• [RECORDS SHOWN]
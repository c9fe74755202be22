use crate::error::{GraphError, Result};
use cxxgraph_ast::Extensions;
use serde::{Deserialize, Serialize};
use std::path::PathBuf;

/// Settings shared by the scope filter and the identity builder.
///
/// All path handling is lexical: relative paths are resolved against
/// `base_dir`, nothing is looked up on disk.
#[derive(Debug, Clone, PartialEq, Eq, Serialize, Deserialize)]
#[serde(default)]
pub struct GraphConfig {
    /// Declaration files under this directory are recorded relative to it
    pub project_root: Option<PathBuf>,

    /// Directory relative paths are resolved against. Defaults to `/`;
    /// callers working from a directory set it explicitly.
    pub base_dir: PathBuf,

    /// Source and header extensions
    pub extensions: Extensions,
}

impl Default for GraphConfig {
    fn default() -> Self {
        Self {
            project_root: None,
            base_dir: PathBuf::from("/"),
            extensions: Extensions::default(),
        }
    }
}

impl GraphConfig {
    pub fn with_project_root(mut self, root: impl Into<PathBuf>) -> Self {
        self.project_root = Some(root.into());
        self
    }

    pub fn with_base_dir(mut self, base_dir: impl Into<PathBuf>) -> Self {
        self.base_dir = base_dir.into();
        self
    }

    pub fn with_extensions(mut self, extensions: Extensions) -> Self {
        self.extensions = extensions;
        self
    }

    /// Validate configuration
    pub fn validate(&self) -> Result<()> {
        if !self.base_dir.is_absolute() {
            return Err(GraphError::InvalidConfig(format!(
                "base_dir must be absolute, got {}",
                self.base_dir.display()
            )));
        }
        if let Some(root) = &self.project_root {
            if root.as_os_str().is_empty() {
                return Err(GraphError::InvalidConfig(
                    "project_root must not be empty".to_string(),
                ));
            }
        }
        self.extensions.validate().map_err(GraphError::InvalidConfig)
    }
}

• [YOUR INSTRUCTIONS]
From the records above, copy every line that holds the word "Serialize".

• [RESPONSE]
use serde::{Deserialize, Serialize};
#[derive(Debug, Clone, PartialEq, Eq, Serialize, Deserialize)]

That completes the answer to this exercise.